Fig. 1. Prevalence of HIV infection

Fig. 2. Prevalence of HIV1 & HIV2

Fig. 3. Gender distribution

DISCUSSION

In a study done by VS Tadokar et al, in 2013, of the total 21720 serum specimens tested, 242 (1.11%) were reactive for HIV antibodies.5 In 2015, the prevalence of HIV infection was estimated as 6.3%, in a study by Malhotra S et al.6 The seroprevalence of HIV in north India was estimated by Goel V et al, in 2016 as 0.83% . 7  In 2010, Kannangai R et al, in their survey concluded that the incidence of HIV-2 was 2.47% in Southern India.8 The seroprevalence of HIV in this study is 0.82% reflecting the seroprevalence of HIV in Pondicherry and its surrounding areas. The differences are tabulated in Table 1.

Table (1):
Differences & Similarities between HIV 1& HIV 2.

Entity HIV 1 HIV 2
Prevalence and distribution Most common, around the globe Commonly Seen in West Africa
Mode of transmission Sexual contact, sharing needles, Blood transfusion, Vertical transmission, Heterosexual sex.
Mother to foetus transmission Common 20-30 times lower
Responsiveness to drugs More Less
Viral load High – millions of copies/mL Low- 10,000 copies/mL
Transmissibility Higher transmissibility and Progress faster and contract AIDS Lower transmissibility and non-progressors for a long period of time
Sub-Types M group, O group and non-M / O or N group A and B
Immune response Reduces as disease progresses More protective against disease progression
Pathogenesis Intracellular replication pathways, transmission modes and clinical effects leading to acquired immune deficiency syndrome (AIDS)
Genetic Identity 55% Similar

VS Tadokar et al estimated that seroprevalence of HIV-1 & HIV-2 as 1.08 % and 0.03 % respectively 5. As per Goel.V et al, the incidence of HIV-1 & HIV -2 were 99.3% & 0.7 % respectively.7 Kannangai R et al also concluded that the prevalence of HIV-1 & HIV-2 was found to be 2.8% and 1.3% respectively in blood donors9. In this study, the occurrence of HIV-1 & HIV-2 was found to be 0.7% and 0.04% respectively.
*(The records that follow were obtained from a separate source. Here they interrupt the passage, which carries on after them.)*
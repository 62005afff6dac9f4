//! Application context
//!
//! [`App`] owns every component of the control loop. The loop feeds it input
//! events and calls [`App::tick`] periodically; the only state shared with
//! anything else is the [`TelemetryCell`] borrowed from the caller.

use embassy_time::Instant;
use embedded_graphics::pixelcolor::Rgb565;
use embedded_graphics::prelude::*;
use heapless::String;
use log::info;

use crate::config::{Config, WeatherConfig};
use crate::connectivity::{ConnectivityManager, ConnectivitySettings, SetupPortal, StationLink};
use crate::input::{Command, InputDispatcher, InputEvent};
use crate::power::{Backlight, BacklightController, BatteryGauge, BatteryMonitor, DimmingPolicy};
use crate::render::{DeviceInfo, RenderEngine, RenderReport, ScreenModel};
use crate::telemetry::{FetchTicket, TelemetryCell, truncated};
use crate::ui::{ColorPalette, Layout, View};

/// Hardware the application drives
pub struct Peripherals<L, P, B, G> {
    pub link: L,
    pub portal: P,
    pub backlight: B,
    pub battery: G,
}

pub struct App<'a, L, P, B, G> {
    connectivity: ConnectivityManager<L, P>,
    telemetry: &'a TelemetryCell,
    weather: WeatherConfig<'a>,
    render: RenderEngine,
    input: InputDispatcher,
    backlight: BacklightController<B>,
    battery: BatteryMonitor<G>,
    view: View,
    last_report: Option<RenderReport>,
}

impl<'a, L, P, B, G> App<'a, L, P, B, G>
where
    L: StationLink,
    P: SetupPortal,
    B: Backlight,
    G: BatteryGauge,
{
    /// Build the application and start the first connection attempt.
    pub fn new(
        config: &Config<'a>,
        build: &str,
        peripherals: Peripherals<L, P, B, G>,
        telemetry: &'a TelemetryCell,
        now: Instant,
    ) -> Self {
        let layout = Layout::new();
        let Peripherals {
            link,
            portal,
            backlight,
            battery,
        } = peripherals;

        Self {
            connectivity: ConnectivityManager::new(
                link,
                portal,
                ConnectivitySettings::from_config(config),
                now,
            ),
            telemetry,
            weather: config.weather,
            render: RenderEngine::new(
                ColorPalette::default(),
                layout,
                DeviceInfo::from_config(config, build),
            ),
            input: InputDispatcher::new(layout, now),
            backlight: BacklightController::new(backlight, DimmingPolicy::default()),
            battery: BatteryMonitor::new(battery),
            view: View::default(),
            last_report: None,
        }
    }

    /// Apply one input event.
    pub fn handle_input(&mut self, event: InputEvent, now: Instant) {
        let Some(command) = self.input.dispatch(event, self.view, now) else {
            return;
        };

        match command {
            Command::Navigate(view) => {
                if view != self.view {
                    info!("View {:?} -> {:?}", self.view, view);
                    self.view = view;
                }
            }
            Command::OpenPortal => self.connectivity.start_portal(now, false),
            Command::Retry => self.connectivity.start_connecting(now),
            Command::Forget => self.connectivity.start_portal(now, true),
        }
        self.render.mark_dirty();
    }

    /// Run one iteration of the control loop.
    ///
    /// Returns a ticket when a forecast fetch should be started; the caller
    /// hands it to [`crate::telemetry::run_fetch_job`] on its own executor.
    pub fn tick<D>(
        &mut self,
        display: &mut D,
        now: Instant,
    ) -> Result<Option<FetchTicket<'a>>, D::Error>
    where
        D: DrawTarget<Color = Rgb565>,
    {
        if self.connectivity.tick(now) {
            self.render.mark_dirty();
        }

        let model = self.screen_model(now);
        self.last_report = Some(self.render.render(display, &model, now)?);

        let ticket = self.telemetry.try_arm(now, self.connectivity.is_connected());

        self.backlight.apply(self.input.idle_for(now));
        Ok(ticket)
    }

    /// Desired screen contents right now
    pub fn screen_model(&mut self, now: Instant) -> ScreenModel {
        let telemetry = self.telemetry.read();
        let battery = self.battery.sample(now);
        let connectivity = &self.connectivity;
        let link = connectivity.link();
        let connected = connectivity.is_connected();

        ScreenModel {
            view: self.view,
            state: connectivity.state(),
            link_status: connectivity.link_status(),
            target: connectivity
                .attempt()
                .map(|attempt| attempt.target_label.clone())
                .unwrap_or_default(),
            ssid: if connected { link.ssid() } else { String::new() },
            address: if connected { link.local_address() } else { None },
            rssi: if connected { link.rssi() } else { 0 },
            error: truncated(connectivity.error().unwrap_or_default()),
            battery,
            ticker_text: telemetry.text,
            ticker_generation: telemetry.generation,
        }
    }

    pub fn view(&self) -> View {
        self.view
    }

    pub fn weather(&self) -> &WeatherConfig<'a> {
        &self.weather
    }

    pub fn connectivity(&self) -> &ConnectivityManager<L, P> {
        &self.connectivity
    }

    pub fn connectivity_mut(&mut self) -> &mut ConnectivityManager<L, P> {
        &mut self.connectivity
    }

    pub fn render_engine(&self) -> &RenderEngine {
        &self.render
    }

    pub fn backlight(&self) -> &BacklightController<B> {
        &self.backlight
    }

    /// Outcome of the most recent render pass
    pub fn last_report(&self) -> Option<RenderReport> {
        self.last_report
    }
}
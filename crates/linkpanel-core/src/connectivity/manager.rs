use embassy_time::{Duration, Instant};
use heapless::String;
use log::{debug, info, warn};

use super::{ConnectivityState, LinkStatus, SetupPortal, StationLink};
use crate::config::{Config, Credentials, SSID_MAX_LEN};

/// How long a connection attempt may take before the portal is opened
pub const CONNECT_TIMEOUT: Duration = Duration::from_secs(30);

/// How long the portal stays up without being provisioned
pub const PORTAL_TIMEOUT: Duration = Duration::from_secs(180);

/// Automatic reconnects allowed before escalating to the portal
pub const MAX_AUTO_RECONNECTS: u8 = 3;

/// A connection that survives this long refills the reconnect budget
pub const STABLE_LINK: Duration = Duration::from_secs(60);

const DEFAULT_AP_NAME: &str = "Core2-Setup";

const DEFAULT_HOSTNAME: &str = "core2-ha";

/// Shown as the connection target when the driver's stored network is used
pub const SAVED_NETWORK_LABEL: &str = "(saved)";

const PORTAL_TIMEOUT_MESSAGE: &str = "Portal timeout";

#[derive(Debug, Clone)]
pub struct ConnectivitySettings {
    pub connect_timeout: Duration,
    pub portal_timeout: Duration,
    pub hostname: String<32>,
    pub ap_name: String<SSID_MAX_LEN>,
    pub ap_password: Option<String<63>>,
    /// Build-time credentials, tried before the driver's stored ones
    pub provisioned: Option<Credentials>,
    pub max_auto_reconnects: u8,
    pub stable_link: Duration,
}

impl Default for ConnectivitySettings {
    fn default() -> Self {
        Self {
            connect_timeout: CONNECT_TIMEOUT,
            portal_timeout: PORTAL_TIMEOUT,
            hostname: String::try_from(DEFAULT_HOSTNAME).unwrap_or_default(),
            ap_name: String::try_from(DEFAULT_AP_NAME).unwrap_or_default(),
            ap_password: None,
            provisioned: None,
            max_auto_reconnects: MAX_AUTO_RECONNECTS,
            stable_link: STABLE_LINK,
        }
    }
}

impl ConnectivitySettings {
    pub fn from_config(config: &Config<'_>) -> Self {
        let mut settings = Self::default();
        match String::try_from(config.internet.hostname) {
            Ok(name) if !name.is_empty() => settings.hostname = name,
            _ => warn!(
                "Invalid hostname {:?}, using {}",
                config.internet.hostname, DEFAULT_HOSTNAME
            ),
        }
        match String::try_from(config.portal.ap_name) {
            Ok(name) if !name.is_empty() => settings.ap_name = name,
            _ => warn!(
                "Invalid portal AP name {:?}, using {}",
                config.portal.ap_name, DEFAULT_AP_NAME
            ),
        }
        settings.ap_password = config
            .portal_password()
            .and_then(|password| String::try_from(password).ok());
        settings.provisioned = config.provisioned_credentials();
        settings
    }
}

/// One in-flight attempt to join a network
#[derive(Debug, Clone, PartialEq, Eq)]
pub struct ConnectionAttempt {
    pub uses_provisioned_credentials: bool,
    /// SSID being joined, or "(saved)" when the driver picks
    pub target_label: String<SSID_MAX_LEN>,
    pub deadline: Instant,
}

/// The running setup portal
#[derive(Debug, Clone, Copy, PartialEq, Eq)]
pub struct PortalSession {
    pub deadline: Instant,
}

#[derive(Debug, Clone)]
enum Phase {
    Connecting(ConnectionAttempt),
    Connected { since: Instant },
    Portal(PortalSession),
    Error(String<48>),
}

/// Owns the station link and setup portal and decides which of them is in
/// charge.
///
/// The manager is polled from the control loop. Nothing here blocks, so a
/// slow network never freezes the screen.
pub struct ConnectivityManager<L, P> {
    link: L,
    portal: P,
    settings: ConnectivitySettings,
    phase: Phase,
    last_status: Option<LinkStatus>,
    reconnects_left: u8,
}

impl<L, P> ConnectivityManager<L, P>
where
    L: StationLink,
    P: SetupPortal,
{
    /// Create the manager and immediately start the first connection attempt
    pub fn new(link: L, portal: P, settings: ConnectivitySettings, now: Instant) -> Self {
        let reconnects_left = settings.max_auto_reconnects;
        let mut manager = Self {
            link,
            portal,
            settings,
            phase: Phase::Error(String::new()),
            last_status: None,
            reconnects_left,
        };
        manager.begin_attempt(now);
        manager
    }

    /// (Re)start a connection attempt. Cancels a running portal.
    pub fn start_connecting(&mut self, now: Instant) {
        self.reconnects_left = self.settings.max_auto_reconnects;
        self.begin_attempt(now);
    }

    /// Open the setup portal, optionally wiping stored credentials first.
    ///
    /// Wiping also drops the provisioned credentials for the rest of the
    /// session so a forgotten network is not silently rejoined.
    pub fn start_portal(&mut self, now: Instant, reset_credentials: bool) {
        self.reconnects_left = self.settings.max_auto_reconnects;
        if reset_credentials {
            warn!("Erasing stored WiFi credentials");
            self.portal.erase_credentials();
            self.settings.provisioned = None;
        }
        self.enter_portal(now);
    }

    /// Advance the state machine. Returns true when the screen needs a full
    /// repaint.
    pub fn tick(&mut self, now: Instant) -> bool {
        let status = self.link.status();
        let status_changed = self.last_status != Some(status);
        if status_changed {
            debug!("Link status {:?} -> {:?}", self.last_status, status);
        }
        self.last_status = Some(status);

        if status == LinkStatus::Connected {
            if matches!(self.phase, Phase::Connected { .. }) {
                return status_changed;
            }
            if matches!(self.phase, Phase::Portal(_)) {
                self.portal.stop();
            }
            self.link.set_power_save(true);
            info!("Connected to {}", self.link.ssid());
            self.phase = Phase::Connected { since: now };
            return true;
        }

        match &self.phase {
            Phase::Portal(session) => {
                self.portal.process();
                if now > session.deadline {
                    warn!("Setup portal timed out");
                    self.portal.stop();
                    self.phase = Phase::Error(
                        String::try_from(PORTAL_TIMEOUT_MESSAGE).unwrap_or_default(),
                    );
                    return true;
                }
            }
            Phase::Connecting(attempt) => {
                if status == LinkStatus::ConnectFailed {
                    warn!("Authentication failed for {}", attempt.target_label);
                    self.enter_portal(now);
                    return true;
                }
                if now > attempt.deadline {
                    warn!("Connection to {} timed out", attempt.target_label);
                    self.enter_portal(now);
                    return true;
                }
            }
            Phase::Connected { since } => {
                if now.saturating_duration_since(*since) >= self.settings.stable_link {
                    self.reconnects_left = self.settings.max_auto_reconnects;
                }
                if self.reconnects_left == 0 {
                    warn!("Link dropped again ({}), opening setup portal", status.label());
                    self.enter_portal(now);
                } else {
                    self.reconnects_left -= 1;
                    info!(
                        "Link dropped ({}), reconnecting ({} retries left)",
                        status.label(),
                        self.reconnects_left
                    );
                    self.begin_attempt(now);
                }
                return true;
            }
            Phase::Error(_) => {}
        }

        status_changed
    }

    pub fn state(&self) -> ConnectivityState {
        match self.phase {
            Phase::Connecting(_) => ConnectivityState::Connecting,
            Phase::Connected { .. } => ConnectivityState::Connected,
            Phase::Portal(_) => ConnectivityState::Portal,
            Phase::Error(_) => ConnectivityState::Error,
        }
    }

    pub fn is_connected(&self) -> bool {
        matches!(self.phase, Phase::Connected { .. })
    }

    /// Error text while in the Error state
    pub fn error(&self) -> Option<&str> {
        match &self.phase {
            Phase::Error(message) => Some(message.as_str()),
            _ => None,
        }
    }

    pub fn attempt(&self) -> Option<&ConnectionAttempt> {
        match &self.phase {
            Phase::Connecting(attempt) => Some(attempt),
            _ => None,
        }
    }

    pub fn portal_session(&self) -> Option<&PortalSession> {
        match &self.phase {
            Phase::Portal(session) => Some(session),
            _ => None,
        }
    }

    /// Most recent status observed by [`Self::tick`]
    pub fn link_status(&self) -> LinkStatus {
        self.last_status.unwrap_or(LinkStatus::Unknown)
    }

    pub fn reconnects_left(&self) -> u8 {
        self.reconnects_left
    }

    pub fn settings(&self) -> &ConnectivitySettings {
        &self.settings
    }

    pub fn link(&self) -> &L {
        &self.link
    }

    pub fn portal(&self) -> &P {
        &self.portal
    }

    pub fn portal_mut(&mut self) -> &mut P {
        &mut self.portal
    }

    fn begin_attempt(&mut self, now: Instant) {
        if matches!(self.phase, Phase::Portal(_)) {
            self.portal.stop();
        }

        let provisioned = self.settings.provisioned.as_ref();
        let target_label = match provisioned {
            Some(credentials) => credentials.ssid.clone(),
            None => String::try_from(SAVED_NETWORK_LABEL).unwrap_or_default(),
        };
        info!("Connecting to {}", target_label);

        self.link.set_power_save(false);
        self.link.set_hostname(self.settings.hostname.as_str());
        self.link.begin_connect(provisioned);
        self.phase = Phase::Connecting(ConnectionAttempt {
            uses_provisioned_credentials: provisioned.is_some(),
            target_label,
            deadline: now + self.settings.connect_timeout,
        });
    }

    fn enter_portal(&mut self, now: Instant) {
        if matches!(self.phase, Phase::Portal(_)) {
            self.portal.stop();
        }

        info!("Starting setup portal {}", self.settings.ap_name);
        self.link.set_power_save(false);
        self.portal.start(
            self.settings.ap_name.as_str(),
            self.settings.ap_password.as_deref(),
        );
        self.phase = Phase::Portal(PortalSession {
            deadline: now + self.settings.portal_timeout,
        });
    }
}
A maximum sero-positivity was seen in the age groups 35–49 years (39.1%) and then in 25-34 years age (34.3%). The ratio between male & female incidence of infection was 2.12:1. 6 In this study, the most vulnerable age group was found to be 30-40 years and the male: female positivity ratio was found to be 53:29.

Declarations

ACKNOWLEDGMENTS
The authors would like to thank Pondicherry Aids Control Society for providing the kits in a timely manner and also for giving the consent to carry out this study. Thanks to the management of Sri Balaji Vidyapeeth, Deemed-to-be university, Pondicherry, India for their immense support and motivation.

CONFLICT OF INTEREST
The authors declare that there is no conflict of interest.

AUTHORS’ CONTRIBUTION
All authors listed have made a substantial, direct and intellectual contribution to the work, and approved it for publication

FUNDING
None.

ETHICS STATEMENT
This research was approved by the Institutional Research Committee and Institutional Human Ethics Committee at Mahatma Gandhi Medical College & Research Institute, Sri Balaji Vidyapeeth, Deemed-to-be university, Pondicherry, India.

AVAILABILITY OF DATA
All datasets generated or analyzed during this study are included in the manuscript.